Anyone who mails abortion-inducing pills to someone in Tennessee could be slapped with a $50,000 charge or face up to 20 years in prison, under a Tennessee bill signed into law Thursday.
The bill comes just days after the leak of a Supreme Court draft opinion that would overturn Roe v. Wade, the 1973 Supreme Court decision that legalized abortion nationwide. Without Roe as a guardrail, experts predict that roughly half of U.S. states would ban abortion.
Tennessee is one of those states, which may initially make this new law seem unnecessary in a post-Roe United States. However, as legal access to abortion clinics dwindles, people will likely turn to self-managed abortion and order abortion-inducing pills online. After Texas last year enacted a law that banned abortion as early as six weeks into pregnancy, requests for help from a service that ships abortion-inducing pills spiked by 174 percent, a study found in February.
Self-managed abortion, using pills and early on in pregnancy, can be safe, medical experts say. But it does carry legal risks: If/When/How, a group that runs a legal defense for people facing criminal investigations for self-managed abortions, has discovered that since 2000, more than 60 people have faced criminal consequences for self-managing their own abortion or helping someone else manage theirs.
Abortion patients are shielded from criminal and civil penalties under the new Tennessee law. However, experts say that if prosecutors want to go after someone for a self-managed abortion, they will often find a statute that’s pliable enough to do it.
An abortion restriction that advanced this week in Louisiana does explicitly aim to penalize people who get abortions—by classifying abortion as homicide. In Louisiana, homicide is punishable with the death penalty.
The bill is headed to the full Louisiana House for debate.

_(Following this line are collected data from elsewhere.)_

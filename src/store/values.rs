//! Row value helpers shared by the in-memory backends

use std::cmp::Ordering;

use serde_json::{Number, Value};

use super::errors::{StoreError, StoreResult};
use super::Row;

/// Total order for sorting rows by an attribute: missing and null first,
/// then booleans, numbers, strings, and everything else by its JSON text.
pub fn compare_values(a: Option<&Value>, b: Option<&Value>) -> Ordering {
    fn rank(v: Option<&Value>) -> u8 {
        match v {
            None | Some(Value::Null) => 0,
            Some(Value::Bool(_)) => 1,
            Some(Value::Number(_)) => 2,
            Some(Value::String(_)) => 3,
            Some(_) => 4,
        }
    }

    match (a, b) {
        (Some(Value::Bool(x)), Some(Value::Bool(y))) => x.cmp(y),
        (Some(Value::Number(x)), Some(Value::Number(y))) => {
            let (x, y) = (x.as_f64().unwrap_or(0.0), y.as_f64().unwrap_or(0.0));
            x.partial_cmp(&y).unwrap_or(Ordering::Equal)
        }
        (Some(Value::String(x)), Some(Value::String(y))) => x.cmp(y),
        (Some(x), Some(y)) if rank(a) == 4 && rank(b) == 4 => x.to_string().cmp(&y.to_string()),
        _ => rank(a).cmp(&rank(b)),
    }
}

/// Value at a nested path
pub fn get_path<'a>(row: &'a Row, path: &[String]) -> Option<&'a Value> {
    let (first, rest) = path.split_first()?;
    rest.iter().try_fold(row.get(first)?, |value, segment| value.get(segment))
}

/// Set a nested path, creating intermediate objects
pub fn set_path(row: &mut Row, path: &[String], value: Value) -> StoreResult<()> {
    let Some((last, parents)) = path.split_last() else {
        return Err(StoreError::backend("empty attribute path"));
    };

    let mut current = row;
    for segment in parents {
        let entry = current
            .entry(segment.clone())
            .or_insert_with(|| Value::Object(Row::new()));
        current = entry
            .as_object_mut()
            .ok_or_else(|| StoreError::backend(format!("attribute '{}' is not a map", segment)))?;
    }
    current.insert(last.clone(), value);
    Ok(())
}

/// `current + delta` (or `- delta`); a missing value counts as zero
pub fn add_numbers(current: Option<&Value>, delta: &Value, subtract: bool) -> StoreResult<Value> {
    let not_numeric = || StoreError::backend("arithmetic on a non-numeric attribute");
    let current = match current {
        None | Some(Value::Null) => Value::from(0),
        Some(v) if v.is_number() => v.clone(),
        Some(_) => return Err(not_numeric()),
    };

    if let (Some(a), Some(b)) = (current.as_i64(), delta.as_i64()) {
        let result = if subtract { a.checked_sub(b) } else { a.checked_add(b) };
        if let Some(result) = result {
            return Ok(Value::from(result));
        }
    }

    let a = current.as_f64().ok_or_else(not_numeric)?;
    let b = delta.as_f64().ok_or_else(not_numeric)?;
    let result = if subtract { a - b } else { a + b };
    Number::from_f64(result).map(Value::Number).ok_or_else(not_numeric)
}

/// True when every key attribute equals the row's value
pub fn key_matches(row: &Row, key: &Row) -> bool {
    !key.is_empty() && key.iter().all(|(k, v)| row.get(k) == Some(v))
}

/// Only the listed attributes (top-level) of a row
pub fn project(row: &Row, fields: Option<&[String]>) -> Row {
    match fields {
        Some(fields) => fields
            .iter()
            .filter_map(|f| row.get(f).map(|v| (f.clone(), v.clone())))
            .collect(),
        None => row.clone(),
    }
}
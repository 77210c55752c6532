//! Document store backend trait

use futures_util::future::BoxFuture;

use super::query::DocumentQuery;
use super::update::DocumentUpdate;
use crate::store::{Row, StoreResult};

/// Skip/limit window of a paged find
#[derive(Debug, Clone, Copy, PartialEq, Eq)]
pub struct PageWindow {
    pub skip: usize,
    pub limit: usize,
}

impl PageWindow {
    /// Window of 1-based page `page` with `per_page` documents
    pub fn page(page: u64, per_page: usize) -> Self {
        Self {
            skip: (page.saturating_sub(1) as usize).saturating_mul(per_page),
            limit: per_page,
        }
    }
}

/// One operation of a bulk write
#[derive(Debug, Clone, PartialEq)]
pub enum BulkOp {
    Update(DocumentUpdate),
    Delete(Row),
}

/// Document store round-trips
pub trait DocumentBackend: Send + Sync {
    /// Matching documents in query order, optionally windowed
    fn find<'a>(
        &'a self,
        collection: &'a str,
        query: &'a DocumentQuery,
        window: Option<PageWindow>,
    ) -> BoxFuture<'a, StoreResult<Vec<Row>>>;

    /// Number of matching documents
    fn count<'a>(&'a self, collection: &'a str, query: &'a DocumentQuery) -> BoxFuture<'a, StoreResult<usize>>;

    /// First document matching an equality filter
    fn find_one<'a>(&'a self, collection: &'a str, filter: &'a Row) -> BoxFuture<'a, StoreResult<Option<Row>>>;

    /// Insert a new document; a duplicate unique key is an error
    fn insert_one<'a>(&'a self, collection: &'a str, document: Row) -> BoxFuture<'a, StoreResult<Row>>;

    /// Apply an update; returns the document after the update, `None` when
    /// nothing matched and the update does not upsert
    fn update_one<'a>(
        &'a self,
        collection: &'a str,
        update: &'a DocumentUpdate,
    ) -> BoxFuture<'a, StoreResult<Option<Row>>>;

    /// Delete the first match, returning it
    fn delete_one<'a>(&'a self, collection: &'a str, filter: &'a Row) -> BoxFuture<'a, StoreResult<Option<Row>>>;

    /// Apply operations in order; returns how many touched a document
    fn bulk_write<'a>(&'a self, collection: &'a str, ops: Vec<BulkOp>) -> BoxFuture<'a, StoreResult<usize>>;
}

Anti-abortion advocates have long grappled with the question of what do with people who get abortions: Are they deliberately murdering their own children, or are they being hoodwinked by predatory medical professionals? Successful abortion restrictions have long leaned towards the latter answer, and focused on penalizing abortion providers rather than patients. The infamous Texas abortion ban lets people sue anyone who “aids or abets” an illegal abortion—not the individuals who undergo them.
But legislation that directly targets abortion patients has occasionally surfaced. In 2021, a Texas legislator introduced a bill that would charge women and doctors who perform abortions with homicide, which in Texas is punishable with the death penalty. Another Texas lawmaker had previously introduced similar bills.
“Republicans DO NOT want to throw doctors and women in jail,” read a messaging memo drafted this week by the National Republican Senatorial Committee, the GOP’s campaign apparatus. “Mothers should be held harmless under the law.”
If Roe falls and states are able to regulate and punish abortion as they see fit, that may not be true.